===== DATA FOR REVIEW =====

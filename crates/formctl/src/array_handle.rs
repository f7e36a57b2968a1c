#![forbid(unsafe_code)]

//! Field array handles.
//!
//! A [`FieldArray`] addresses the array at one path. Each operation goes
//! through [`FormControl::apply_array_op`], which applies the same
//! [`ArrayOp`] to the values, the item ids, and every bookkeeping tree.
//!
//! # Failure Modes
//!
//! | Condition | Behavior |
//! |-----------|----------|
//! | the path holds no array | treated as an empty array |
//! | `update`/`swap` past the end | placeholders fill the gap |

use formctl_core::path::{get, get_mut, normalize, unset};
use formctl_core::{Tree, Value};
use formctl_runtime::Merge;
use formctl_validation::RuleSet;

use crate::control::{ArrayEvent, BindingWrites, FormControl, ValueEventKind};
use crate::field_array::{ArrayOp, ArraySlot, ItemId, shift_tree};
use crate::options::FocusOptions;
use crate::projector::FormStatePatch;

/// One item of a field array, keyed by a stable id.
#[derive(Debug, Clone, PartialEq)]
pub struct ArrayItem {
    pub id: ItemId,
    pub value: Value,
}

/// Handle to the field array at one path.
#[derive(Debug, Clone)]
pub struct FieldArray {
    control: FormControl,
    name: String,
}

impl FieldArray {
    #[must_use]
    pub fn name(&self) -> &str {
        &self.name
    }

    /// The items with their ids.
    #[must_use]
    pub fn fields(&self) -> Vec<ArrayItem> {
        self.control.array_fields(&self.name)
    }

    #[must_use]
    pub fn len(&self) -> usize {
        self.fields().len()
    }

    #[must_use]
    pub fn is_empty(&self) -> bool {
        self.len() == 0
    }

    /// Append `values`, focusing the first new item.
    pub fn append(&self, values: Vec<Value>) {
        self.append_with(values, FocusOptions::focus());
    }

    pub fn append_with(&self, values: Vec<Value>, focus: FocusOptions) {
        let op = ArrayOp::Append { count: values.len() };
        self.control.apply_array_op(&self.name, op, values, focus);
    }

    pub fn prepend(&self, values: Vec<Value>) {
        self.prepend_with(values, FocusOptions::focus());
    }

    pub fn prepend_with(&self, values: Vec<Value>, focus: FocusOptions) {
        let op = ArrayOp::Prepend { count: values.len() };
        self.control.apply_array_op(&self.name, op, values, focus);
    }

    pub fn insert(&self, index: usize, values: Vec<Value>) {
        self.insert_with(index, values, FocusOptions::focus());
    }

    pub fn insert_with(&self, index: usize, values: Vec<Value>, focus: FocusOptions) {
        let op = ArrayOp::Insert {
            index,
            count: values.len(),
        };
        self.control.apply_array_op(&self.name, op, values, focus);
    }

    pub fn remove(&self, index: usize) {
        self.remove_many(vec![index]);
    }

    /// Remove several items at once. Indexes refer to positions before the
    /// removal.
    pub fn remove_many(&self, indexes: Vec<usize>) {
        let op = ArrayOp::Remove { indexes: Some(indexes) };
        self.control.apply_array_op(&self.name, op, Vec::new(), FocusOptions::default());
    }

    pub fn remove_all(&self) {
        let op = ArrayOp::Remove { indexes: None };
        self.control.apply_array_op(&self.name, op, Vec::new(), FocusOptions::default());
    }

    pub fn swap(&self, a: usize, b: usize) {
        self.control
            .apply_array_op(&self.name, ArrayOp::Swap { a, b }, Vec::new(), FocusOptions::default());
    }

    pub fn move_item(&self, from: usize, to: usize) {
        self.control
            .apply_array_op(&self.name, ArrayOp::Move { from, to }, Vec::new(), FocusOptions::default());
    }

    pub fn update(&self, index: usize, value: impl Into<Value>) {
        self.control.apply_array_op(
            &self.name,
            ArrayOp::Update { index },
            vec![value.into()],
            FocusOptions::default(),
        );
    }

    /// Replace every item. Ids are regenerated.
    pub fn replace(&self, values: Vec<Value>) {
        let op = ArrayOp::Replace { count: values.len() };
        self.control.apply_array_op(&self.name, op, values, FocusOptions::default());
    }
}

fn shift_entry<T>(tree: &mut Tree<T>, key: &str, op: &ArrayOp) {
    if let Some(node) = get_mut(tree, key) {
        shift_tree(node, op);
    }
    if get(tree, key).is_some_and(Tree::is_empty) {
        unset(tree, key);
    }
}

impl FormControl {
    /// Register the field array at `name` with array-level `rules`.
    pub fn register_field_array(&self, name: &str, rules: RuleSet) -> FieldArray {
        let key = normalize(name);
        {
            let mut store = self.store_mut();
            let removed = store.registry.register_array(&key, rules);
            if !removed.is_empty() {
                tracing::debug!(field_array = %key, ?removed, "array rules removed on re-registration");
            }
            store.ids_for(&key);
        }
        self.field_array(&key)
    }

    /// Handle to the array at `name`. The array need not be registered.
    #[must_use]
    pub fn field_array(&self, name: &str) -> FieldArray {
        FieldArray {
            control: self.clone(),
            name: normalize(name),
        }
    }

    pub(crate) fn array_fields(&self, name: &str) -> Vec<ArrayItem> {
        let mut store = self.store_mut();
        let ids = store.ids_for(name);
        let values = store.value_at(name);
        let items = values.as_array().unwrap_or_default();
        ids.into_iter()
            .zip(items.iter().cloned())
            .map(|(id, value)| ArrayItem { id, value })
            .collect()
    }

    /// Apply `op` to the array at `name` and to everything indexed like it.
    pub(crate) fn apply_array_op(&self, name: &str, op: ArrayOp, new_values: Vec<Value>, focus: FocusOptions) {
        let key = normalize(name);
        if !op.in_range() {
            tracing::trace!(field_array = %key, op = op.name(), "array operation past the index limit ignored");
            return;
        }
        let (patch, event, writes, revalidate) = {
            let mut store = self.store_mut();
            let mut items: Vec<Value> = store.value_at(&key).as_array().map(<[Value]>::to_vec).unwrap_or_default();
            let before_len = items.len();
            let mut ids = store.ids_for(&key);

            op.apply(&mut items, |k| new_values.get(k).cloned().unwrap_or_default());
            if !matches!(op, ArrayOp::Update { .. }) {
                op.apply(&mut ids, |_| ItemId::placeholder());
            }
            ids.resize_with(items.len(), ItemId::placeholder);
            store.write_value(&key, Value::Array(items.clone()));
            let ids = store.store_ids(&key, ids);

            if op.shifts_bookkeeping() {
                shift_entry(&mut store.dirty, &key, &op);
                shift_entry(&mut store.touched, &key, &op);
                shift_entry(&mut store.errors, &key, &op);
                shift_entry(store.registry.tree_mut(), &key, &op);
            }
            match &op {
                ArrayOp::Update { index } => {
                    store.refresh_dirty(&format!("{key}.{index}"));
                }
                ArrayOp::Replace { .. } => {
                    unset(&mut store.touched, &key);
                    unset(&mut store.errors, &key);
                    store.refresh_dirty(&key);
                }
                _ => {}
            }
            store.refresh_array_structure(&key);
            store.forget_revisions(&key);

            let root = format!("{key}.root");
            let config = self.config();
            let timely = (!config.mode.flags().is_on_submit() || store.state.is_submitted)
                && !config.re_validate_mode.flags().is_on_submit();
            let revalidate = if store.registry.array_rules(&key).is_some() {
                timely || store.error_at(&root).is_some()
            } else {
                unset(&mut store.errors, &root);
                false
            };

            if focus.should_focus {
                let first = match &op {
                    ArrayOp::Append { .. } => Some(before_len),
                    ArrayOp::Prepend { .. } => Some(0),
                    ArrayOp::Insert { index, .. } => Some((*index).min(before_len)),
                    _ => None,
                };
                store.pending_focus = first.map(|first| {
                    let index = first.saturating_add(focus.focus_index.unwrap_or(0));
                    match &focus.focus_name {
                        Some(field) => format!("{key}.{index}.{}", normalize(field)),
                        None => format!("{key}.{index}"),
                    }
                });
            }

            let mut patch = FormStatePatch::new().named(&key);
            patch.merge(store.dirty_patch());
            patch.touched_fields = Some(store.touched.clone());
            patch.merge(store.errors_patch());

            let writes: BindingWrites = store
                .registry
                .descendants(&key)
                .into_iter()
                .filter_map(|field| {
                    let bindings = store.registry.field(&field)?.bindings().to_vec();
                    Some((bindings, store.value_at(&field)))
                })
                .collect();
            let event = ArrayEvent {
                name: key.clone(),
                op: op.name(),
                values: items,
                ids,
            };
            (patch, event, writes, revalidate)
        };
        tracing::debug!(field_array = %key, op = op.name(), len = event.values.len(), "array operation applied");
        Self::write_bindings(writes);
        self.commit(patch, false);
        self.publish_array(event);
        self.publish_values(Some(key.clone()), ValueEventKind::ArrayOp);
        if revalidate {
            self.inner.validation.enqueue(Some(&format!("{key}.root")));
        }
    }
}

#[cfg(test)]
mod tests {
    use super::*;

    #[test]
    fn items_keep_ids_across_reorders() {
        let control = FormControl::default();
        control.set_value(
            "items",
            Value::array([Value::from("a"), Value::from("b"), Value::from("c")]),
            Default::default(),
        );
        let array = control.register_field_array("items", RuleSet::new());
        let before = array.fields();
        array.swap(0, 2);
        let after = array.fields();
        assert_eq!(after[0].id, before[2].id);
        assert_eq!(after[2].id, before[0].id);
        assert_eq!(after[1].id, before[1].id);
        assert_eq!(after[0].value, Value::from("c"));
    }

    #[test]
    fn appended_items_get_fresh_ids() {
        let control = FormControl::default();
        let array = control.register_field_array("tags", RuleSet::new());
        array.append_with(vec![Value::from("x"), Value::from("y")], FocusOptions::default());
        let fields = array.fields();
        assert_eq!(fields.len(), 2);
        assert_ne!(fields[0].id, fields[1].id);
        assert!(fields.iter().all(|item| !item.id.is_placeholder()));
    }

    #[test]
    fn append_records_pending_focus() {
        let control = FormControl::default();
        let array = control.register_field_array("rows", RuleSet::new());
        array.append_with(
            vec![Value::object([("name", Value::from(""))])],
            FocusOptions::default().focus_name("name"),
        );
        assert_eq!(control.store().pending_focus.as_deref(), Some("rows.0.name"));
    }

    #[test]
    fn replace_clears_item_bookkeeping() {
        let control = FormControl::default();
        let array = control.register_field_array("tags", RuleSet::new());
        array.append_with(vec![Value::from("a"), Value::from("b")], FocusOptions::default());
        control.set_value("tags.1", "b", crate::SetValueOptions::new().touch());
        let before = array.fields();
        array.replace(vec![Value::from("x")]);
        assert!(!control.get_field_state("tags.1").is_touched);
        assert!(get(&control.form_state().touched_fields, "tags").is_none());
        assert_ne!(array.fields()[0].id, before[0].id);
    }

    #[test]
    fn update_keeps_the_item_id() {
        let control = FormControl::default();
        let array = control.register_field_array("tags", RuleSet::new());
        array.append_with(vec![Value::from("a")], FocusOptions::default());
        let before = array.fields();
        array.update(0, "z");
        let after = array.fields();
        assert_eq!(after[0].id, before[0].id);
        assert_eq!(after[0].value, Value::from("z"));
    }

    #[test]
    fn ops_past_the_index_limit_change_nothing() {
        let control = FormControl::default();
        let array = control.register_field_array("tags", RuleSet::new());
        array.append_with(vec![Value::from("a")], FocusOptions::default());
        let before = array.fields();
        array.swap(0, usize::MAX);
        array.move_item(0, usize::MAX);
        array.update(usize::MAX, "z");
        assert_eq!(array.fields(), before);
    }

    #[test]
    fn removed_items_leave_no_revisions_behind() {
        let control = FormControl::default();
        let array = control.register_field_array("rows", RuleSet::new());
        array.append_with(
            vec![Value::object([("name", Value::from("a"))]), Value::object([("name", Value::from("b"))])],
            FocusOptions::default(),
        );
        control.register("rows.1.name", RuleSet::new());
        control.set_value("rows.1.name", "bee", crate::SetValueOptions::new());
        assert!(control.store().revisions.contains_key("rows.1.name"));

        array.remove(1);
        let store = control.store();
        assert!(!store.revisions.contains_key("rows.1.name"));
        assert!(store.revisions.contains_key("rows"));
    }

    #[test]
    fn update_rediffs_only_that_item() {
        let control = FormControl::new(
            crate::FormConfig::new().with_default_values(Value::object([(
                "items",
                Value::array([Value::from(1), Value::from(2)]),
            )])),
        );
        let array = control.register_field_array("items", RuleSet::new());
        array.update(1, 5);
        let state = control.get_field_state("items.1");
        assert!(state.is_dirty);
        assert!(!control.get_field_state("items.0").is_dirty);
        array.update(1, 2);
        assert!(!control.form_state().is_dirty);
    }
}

=====

Among the entries above, locate the lines containing "indexed like it." and "op.apply(&mut items, |k|", and transcribe exactly those two lines and all lines between.

* **SOLUTION**:
    /// Apply `op` to the array at `name` and to everything indexed like it.
    pub(crate) fn apply_array_op(&self, name: &str, op: ArrayOp, new_values: Vec<Value>, focus: FocusOptions) {
        let key = normalize(name);
        if !op.in_range() {
            tracing::trace!(field_array = %key, op = op.name(), "array operation past the index limit ignored");
            return;
        }
        let (patch, event, writes, revalidate) = {
            let mut store = self.store_mut();
            let mut items: Vec<Value> = store.value_at(&key).as_array().map(<[Value]>::to_vec).unwrap_or_default();
            let before_len = items.len();
            let mut ids = store.ids_for(&key);

            op.apply(&mut items, |k| new_values.get(k).cloned().unwrap_or_default());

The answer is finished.